As in the case of RIP, DVMRP routers advertise their routing information on a regular basis. As topology changes are detected, the routers issue triggered updates with a small amount of debounce time to permit aggregation of reports and limit the effects of oscillations in the network topology.
Tunneling
As multicast routing represents
a feature improvement in IP-based networks, not all routers can be expected to incorporate a full set of multicast routing protocols. To support the implementation of multicast networks that may be interconnected through nonmulticastable routers, tunneling approaches have been developed. In the tunneling approach, routers can be statically associated with one another, acting as if they are participating over a direct link. Configuration information related to the tunnel includes the definition of the local
end-point, the remote end-point, the tunnel metric, and its associated threshold. Traffic between the routers is forwarded through an algorithm referred to as “weak encapsulation.” In weak encapsulation, source-based routing is used to forward both control traffic, as well as multicast traffic. Control information is sent over the tunnel route as unicast datagrams are directed to the far end-point of the tunnel.
Some shortcomings
Given the significant technical challenges of
distributing efficient multicast information, DVMRP is not without its shortcomings. The flooding required by the routers to manage the routes can aggregate into large amounts of traffic required for information exchanges and for the transmission of packets through the network prior to pruning of the multicast tree. DVMRP is also not very tolerant of route instability. As a member of the distance vector routing family, timers need to be tuned to re-learn routes. Oscillations strongly interfere with that
behavior. However, it’s still important to note that, in the presence of these challenges, DVMRP remains the protocol of choice in the MBone.

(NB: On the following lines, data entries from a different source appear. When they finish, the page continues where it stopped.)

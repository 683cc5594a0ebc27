use rand::distr::StandardUniform;
use rand::rngs::StdRng;
use rand::Rng;
use rand::SeedableRng;

/// Fixed random seed to support repeatable testing
const SEED: [u8; 32] = [
    7, 1, 4, 3, 9, 5, 6, 2, 8, 0, 10, 11, 12, 13, 14, 15, 16, 15, 14, 13, 12, 11, 10, 9, 8, 7, 6,
    5, 4, 3, 2, 1,
];

/// Get a random number generator with a const seed for repeatable testing
pub fn rng_fixed_seed() -> StdRng {
    StdRng::from_seed(SEED)
}

/// Generate `n` random numbers in [0, 1) using provided generator
pub fn randn<T>(rng: &mut StdRng, n: usize) -> Vec<T>
where
    StandardUniform: rand::distr::Distribution<T>,
{
    std::iter::repeat_with(|| rng.random::<T>())
        .take(n)
        .collect()
}

/// Strictly increasing axis of `n` points starting at `start`, with
/// random spacing in [0.5, 1.5) * `step`.
pub fn random_axis(rng: &mut StdRng, start: f64, step: f64, n: usize) -> Vec<f64> {
    let mut x = start;
    randn::<f64>(rng, n)
        .into_iter()
        .map(|r| {
            let here = x;
            x += step * (0.5 + r);
            here
        })
        .collect()
}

DVMRP is the first widely deployed multicast routing protocol in use today. It has been in use for over a decade, providing useful services, and has also served as a foundation for research into multicast routing. Many of its shortcomings are being overcome through advances in multicast routing protocols including link state protocols (OSPF), as well as through the
more recent research into sparse-mode multicast routing protocols for WAN.
Mike Rodbell is director of embedded software development for CIENA Communications Inc. He has developed voice and data communication systems for a wide range of commercial and military systems. He holds a BSCS from Trinity College of Hartford, CT, and an MSEE from Loyola College of Baltimore, MD. He can be reached at mrodbell@ciena.com or http:// www.ciena.com.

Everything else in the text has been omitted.